▶ [About this exercise]
Every entry in the data below needs to be repeated exactly.

▶ [Given entries]
● ● ● ● ●

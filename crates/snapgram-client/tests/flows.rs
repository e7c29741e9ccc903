//! End-to-end flows through the public client API against the in-memory
//! remote.

use std::sync::Arc;

use serde_json::json;

use snapgram_client::query::QueryStatus;
use snapgram_client::views::{PostForm, SignupForm};
use snapgram_client::{AppContext, MemoryRemote, SessionState};
use snapgram_shared::models::{FileUpload, NewPost, Post, User};
use snapgram_shared::types::UserId;
use snapgram_shared::{Fields, ServiceConfig};
use snapgram_store::Database;

fn context() -> (AppContext, Arc<MemoryRemote>) {
    let remote = Arc::new(MemoryRemote::new());
    let ctx = AppContext::new(
        remote.clone(),
        ServiceConfig::default(),
        Database::open_in_memory().unwrap(),
    );
    (ctx, remote)
}

fn photo() -> FileUpload {
    FileUpload::new("photo.png", "image/png", vec![0x89, b'P', b'N', b'G'])
}

fn seed_user(remote: &MemoryRemote, id: &str) -> User {
    let mut data = Fields::new();
    data.insert("accountId".into(), json!(format!("acc-{id}")));
    data.insert("name".into(), json!(id));
    data.insert("username".into(), json!(id));
    data.insert("email".into(), json!(format!("{id}@x.com")));
    data.insert("imageUrl".into(), json!("memory://avatars/initials/X"));
    data.insert("followers".into(), json!([]));
    data.insert("following".into(), json!([]));
    let doc = remote.insert_document("users", id, data);
    User::try_from(&doc).unwrap()
}

async fn seed_post(ctx: &AppContext, creator: &UserId, caption: &str) -> Post {
    ctx.api()
        .create_post(NewPost {
            user_id: creator.clone(),
            caption: caption.to_string(),
            file: photo(),
            location: None,
            tags: String::new(),
        })
        .await
        .unwrap()
}

#[tokio::test]
async fn sign_up_sign_in_and_restore() {
    let (ctx, _remote) = context();
    let outcome = ctx.init().await.unwrap();
    assert!(outcome.redirect_to_sign_in);
    assert!(!outcome.authenticated);

    let form = SignupForm {
        name: "Ann".into(),
        username: "ann1".into(),
        email: "ann@x.com".into(),
        password: "secret1".into(),
    };
    let profile = form.submit(&ctx).await.unwrap();
    assert_eq!(profile.username, "ann1");
    assert!(ctx.session().is_authenticated().await);

    // A fresh start with the stored marker skips the sign-in redirect.
    ctx.teardown().await;
    assert_eq!(ctx.session().state().await, SessionState::Unauthenticated);
    let outcome = ctx.init().await.unwrap();
    assert!(!outcome.redirect_to_sign_in);
    assert!(outcome.authenticated);
    assert_eq!(ctx.session().user().await.unwrap().email, "ann@x.com");

    ctx.session().sign_out().await.unwrap();
    assert!(!ctx.session().is_authenticated().await);
    assert!(ctx.cache().keys().await.is_empty());
}

#[tokio::test]
async fn created_post_shows_up_in_feed() {
    let (ctx, remote) = context();
    let ann = seed_user(&remote, "ann");

    let feed = ctx.queries().recent_posts().await;
    assert_eq!(feed.status, QueryStatus::Success);
    assert!(feed.data.unwrap().is_empty());

    let form = PostForm {
        caption: "harbour at dawn".into(),
        file: Some(photo()),
        tags: "sea, dawn".into(),
        ..PostForm::create(&ann.id)
    };
    let post = form.submit(&ctx).await.unwrap();

    let feed = ctx.queries().recent_posts().await;
    let posts = feed.data.unwrap();
    assert_eq!(posts.len(), 1);
    assert_eq!(posts[0].id, post.id);
    assert_eq!(posts[0].tags, vec!["sea", "dawn"]);
}

#[tokio::test]
async fn whole_array_likes_lose_a_concurrent_update() {
    let (ctx, remote) = context();
    let ann = seed_user(&remote, "ann");
    let bob = seed_user(&remote, "bob");
    let cat = seed_user(&remote, "cat");
    let post = seed_post(&ctx, &ann.id, "busy").await;

    // Both clients start from the same (empty) likes list.
    let api = ctx.api();
    let (a, b) = tokio::join!(
        api.set_post_likes(&post.id, vec![bob.id.clone()]),
        api.set_post_likes(&post.id, vec![cat.id.clone()]),
    );
    a.unwrap();
    b.unwrap();

    let stored = api.get_post_by_id(&post.id).await.unwrap();
    assert_eq!(stored.likes.len(), 1);
}

#[tokio::test]
async fn versioned_likes_keep_concurrent_updates() {
    let (ctx, remote) = context();
    let ann = seed_user(&remote, "ann");
    let bob = seed_user(&remote, "bob");
    let cat = seed_user(&remote, "cat");
    let post = seed_post(&ctx, &ann.id, "busy").await;

    let queries = ctx.queries();
    let (a, b) = tokio::join!(
        queries.like_post(&post.id, &bob.id),
        queries.like_post(&post.id, &cat.id),
    );
    a.unwrap();
    b.unwrap();

    let stored = ctx.api().get_post_by_id(&post.id).await.unwrap();
    assert_eq!(stored.likes.len(), 2);
    assert!(stored.is_liked_by(&bob.id));
    assert!(stored.is_liked_by(&cat.id));
}

#[tokio::test]
async fn feed_pages_until_exhausted() {
    let (ctx, remote) = context();
    let ann = seed_user(&remote, "ann");
    for n in 0..20 {
        seed_post(&ctx, &ann.id, &format!("post {n}")).await;
    }

    let queries = ctx.queries();
    let first = queries.infinite_posts().await.data.unwrap();
    assert_eq!(first.len(), 9);
    assert!(first.has_next_page);

    let mut pages = 1;
    loop {
        let state = queries.next_posts_page().await;
        let data = state.data.unwrap();
        if !data.has_next_page {
            assert_eq!(data.len(), 20);
            break;
        }
        pages += 1;
        assert!(pages <= 3, "pagination did not terminate");
    }
    assert_eq!(pages, 3);

    // Exhausted listings do not fetch again.
    remote.clear_calls();
    let state = queries.next_posts_page().await;
    assert_eq!(state.data.unwrap().len(), 20);
    assert_eq!(remote.call_count(), 0);

    // Every post appears exactly once across the pages.
    let all = queries.infinite_posts().await.data.unwrap();
    let mut ids: Vec<_> = all.items().map(|p| p.id.clone()).collect();
    ids.sort_by(|a, b| a.as_str().cmp(b.as_str()));
    ids.dedup();
    assert_eq!(ids.len(), 20);
}

#[tokio::test]
async fn marker_survives_a_restart() {
    let dir = tempfile::tempdir().unwrap();
    let path = dir.path().join("snapgram.db");
    let remote = Arc::new(MemoryRemote::new());

    let first = AppContext::new(
        remote.clone(),
        ServiceConfig::default(),
        Database::open_at(&path).unwrap(),
    );
    let form = SignupForm {
        name: "Ann".into(),
        username: "ann1".into(),
        email: "ann@x.com".into(),
        password: "secret1".into(),
    };
    form.submit(&first).await.unwrap();
    first.teardown().await;
    drop(first);

    let second = AppContext::new(
        remote,
        ServiceConfig::default(),
        Database::open_at(&path).unwrap(),
    );
    let outcome = second.init().await.unwrap();
    assert!(!outcome.redirect_to_sign_in);
    assert!(outcome.authenticated);
    assert_eq!(second.session().user().await.unwrap().username, "ann1");
}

● ● ● ● ●

▶ [Solution to this exercise]
filename crates/snapgram-client/tests/flows.rs
repository e7c29741e9ccc903
//! End-to-end flows through the public client API against the in-memory
//! remote.

use std::sync::Arc;

use serde_json::json;

use snapgram_client::query::QueryStatus;
use snapgram_client::views::{PostForm, SignupForm};
use snapgram_client::{AppContext, MemoryRemote, SessionState};
use snapgram_shared::models::{FileUpload, NewPost, Post, User};
use snapgram_shared::types::UserId;
use snapgram_shared::{Fields, ServiceConfig};
use snapgram_store::Database;

fn context() -> (AppContext, Arc<MemoryRemote>) {
    let remote = Arc::new(MemoryRemote::new());
    let ctx = AppContext::new(
        remote.clone(),
        ServiceConfig::default(),
        Database::open_in_memory().unwrap(),
    );
    (ctx, remote)
}

fn photo() -> FileUpload {
    FileUpload::new("photo.png", "image/png", vec![0x89, b'P', b'N', b'G'])
}

fn seed_user(remote: &MemoryRemote, id: &str) -> User {
    let mut data = Fields::new();
    data.insert("accountId".into(), json!(format!("acc-{id}")));
    data.insert("name".into(), json!(id));
    data.insert("username".into(), json!(id));
    data.insert("email".into(), json!(format!("{id}@x.com")));
    data.insert("imageUrl".into(), json!("memory://avatars/initials/X"));
    data.insert("followers".into(), json!([]));
    data.insert("following".into(), json!([]));
    let doc = remote.insert_document("users", id, data);
    User::try_from(&doc).unwrap()
}

async fn seed_post(ctx: &AppContext, creator: &UserId, caption: &str) -> Post {
    ctx.api()
        .create_post(NewPost {
            user_id: creator.clone(),
            caption: caption.to_string(),
            file: photo(),
            location: None,
            tags: String::new(),
        })
        .await
        .unwrap()
}

#[tokio::test]
async fn sign_up_sign_in_and_restore() {
    let (ctx, _remote) = context();
    let outcome = ctx.init().await.unwrap();
    assert!(outcome.redirect_to_sign_in);
    assert!(!outcome.authenticated);

    let form = SignupForm {
        name: "Ann".into(),
        username: "ann1".into(),
        email: "ann@x.com".into(),
        password: "secret1".into(),
    };
    let profile = form.submit(&ctx).await.unwrap();
    assert_eq!(profile.username, "ann1");
    assert!(ctx.session().is_authenticated().await);

    // A fresh start with the stored marker skips the sign-in redirect.
    ctx.teardown().await;
    assert_eq!(ctx.session().state().await, SessionState::Unauthenticated);
    let outcome = ctx.init().await.unwrap();
    assert!(!outcome.redirect_to_sign_in);
    assert!(outcome.authenticated);
    assert_eq!(ctx.session().user().await.unwrap().email, "ann@x.com");

    ctx.session().sign_out().await.unwrap();
    assert!(!ctx.session().is_authenticated().await);
    assert!(ctx.cache().keys().await.is_empty());
}

#[tokio::test]
async fn created_post_shows_up_in_feed() {
    let (ctx, remote) = context();
    let ann = seed_user(&remote, "ann");

    let feed = ctx.queries().recent_posts().await;
    assert_eq!(feed.status, QueryStatus::Success);
    assert!(feed.data.unwrap().is_empty());

    let form = PostForm {
        caption: "harbour at dawn".into(),
        file: Some(photo()),
        tags: "sea, dawn".into(),
        ..PostForm::create(&ann.id)
    };
    let post = form.submit(&ctx).await.unwrap();

    let feed = ctx.queries().recent_posts().await;
    let posts = feed.data.unwrap();
    assert_eq!(posts.len(), 1);
    assert_eq!(posts[0].id, post.id);
    assert_eq!(posts[0].tags, vec!["sea", "dawn"]);
}

#[tokio::test]
async fn whole_array_likes_lose_a_concurrent_update() {
    let (ctx, remote) = context();
    let ann = seed_user(&remote, "ann");
    let bob = seed_user(&remote, "bob");
    let cat = seed_user(&remote, "cat");
    let post = seed_post(&ctx, &ann.id, "busy").await;

    // Both clients start from the same (empty) likes list.
    let api = ctx.api();
    let (a, b) = tokio::join!(
        api.set_post_likes(&post.id, vec![bob.id.clone()]),
        api.set_post_likes(&post.id, vec![cat.id.clone()]),
    );
    a.unwrap();
    b.unwrap();

    let stored = api.get_post_by_id(&post.id).await.unwrap();
    assert_eq!(stored.likes.len(), 1);
}

#[tokio::test]
async fn versioned_likes_keep_concurrent_updates() {
    let (ctx, remote) = context();
    let ann = seed_user(&remote, "ann");
    let bob = seed_user(&remote, "bob");
    let cat = seed_user(&remote, "cat");
    let post = seed_post(&ctx, &ann.id, "busy").await;

    let queries = ctx.queries();
    let (a, b) = tokio::join!(
        queries.like_post(&post.id, &bob.id),
        queries.like_post(&post.id, &cat.id),
    );
    a.unwrap();
    b.unwrap();

    let stored = ctx.api().get_post_by_id(&post.id).await.unwrap();
    assert_eq!(stored.likes.len(), 2);
    assert!(stored.is_liked_by(&bob.id));
    assert!(stored.is_liked_by(&cat.id));
}

#[tokio::test]
async fn feed_pages_until_exhausted() {
    let (ctx, remote) = context();
    let ann = seed_user(&remote, "ann");
    for n in 0..20 {
        seed_post(&ctx, &ann.id, &format!("post {n}")).await;
    }

    let queries = ctx.queries();
    let first = queries.infinite_posts().await.data.unwrap();
    assert_eq!(first.len(), 9);
    assert!(first.has_next_page);

    let mut pages = 1;
    loop {
        let state = queries.next_posts_page().await;
        let data = state.data.unwrap();
        if !data.has_next_page {
            assert_eq!(data.len(), 20);
            break;
        }
        pages += 1;
        assert!(pages <= 3, "pagination did not terminate");
    }
    assert_eq!(pages, 3);

    // Exhausted listings do not fetch again.
    remote.clear_calls();
    let state = queries.next_posts_page().await;
    assert_eq!(state.data.unwrap().len(), 20);
    assert_eq!(remote.call_count(), 0);

    // Every post appears exactly once across the pages.
    let all = queries.infinite_posts().await.data.unwrap();
    let mut ids: Vec<_> = all.items().map(|p| p.id.clone()).collect();
    ids.sort_by(|a, b| a.as_str().cmp(b.as_str()));
    ids.dedup();
    assert_eq!(ids.len(), 20);
}

#[tokio::test]
async fn marker_survives_a_restart() {
    let dir = tempfile::tempdir().unwrap();
    let path = dir.path().join("snapgram.db");
    let remote = Arc::new(MemoryRemote::new());

    let first = AppContext::new(
        remote.clone(),
        ServiceConfig::default(),
        Database::open_at(&path).unwrap(),
    );
    let form = SignupForm {
        name: "Ann".into(),
        username: "ann1".into(),
        email: "ann@x.com".into(),
        password: "secret1".into(),
    };
    form.submit(&first).await.unwrap();
    first.teardown().await;
    drop(first);

    let second = AppContext::new(
        remote,
        ServiceConfig::default(),
        Database::open_at(&path).unwrap(),
    );
    let outcome = second.init().await.unwrap();
    assert!(!outcome.redirect_to_sign_in);
    assert!(outcome.authenticated);
    assert_eq!(second.session().user().await.unwrap().username, "ann1");
}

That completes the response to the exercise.